## Your instructions
Everything in the data that follows has to be repeated verbatim.

## Data under study
((

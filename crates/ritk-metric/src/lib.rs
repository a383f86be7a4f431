//! Registration metrics with analytic parameter derivatives.
//!
//! [`MattesMutualInformation`] estimates mutual information between a fixed
//! and a moving image from Parzen-windowed joint histograms.
//! [`ShapeModelMetric`] scores point-set deformations against statistical
//! shape models.

pub mod metric;
pub mod config;
pub mod error;

pub use config::{MattesConfig, RunMode};
pub use error::{HistogramKind, MetricError, Result};
pub use metric::{
    DerivativePath, GradientSource, MattesMutualInformation, Metric, ShapeModelMetric,
    StatisticalShapeModel,
};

))

## Task answer
filename crates/ritk-metric/src/lib.rs
repository a383f86be7a4f431
//! Registration metrics with analytic parameter derivatives.
//!
//! [`MattesMutualInformation`] estimates mutual information between a fixed
//! and a moving image from Parzen-windowed joint histograms.
//! [`ShapeModelMetric`] scores point-set deformations against statistical
//! shape models.

pub mod metric;
pub mod config;
pub mod error;

pub use config::{MattesConfig, RunMode};
pub use error::{HistogramKind, MetricError, Result};
pub use metric::{
    DerivativePath, GradientSource, MattesMutualInformation, Metric, ShapeModelMetric,
    StatisticalShapeModel,
};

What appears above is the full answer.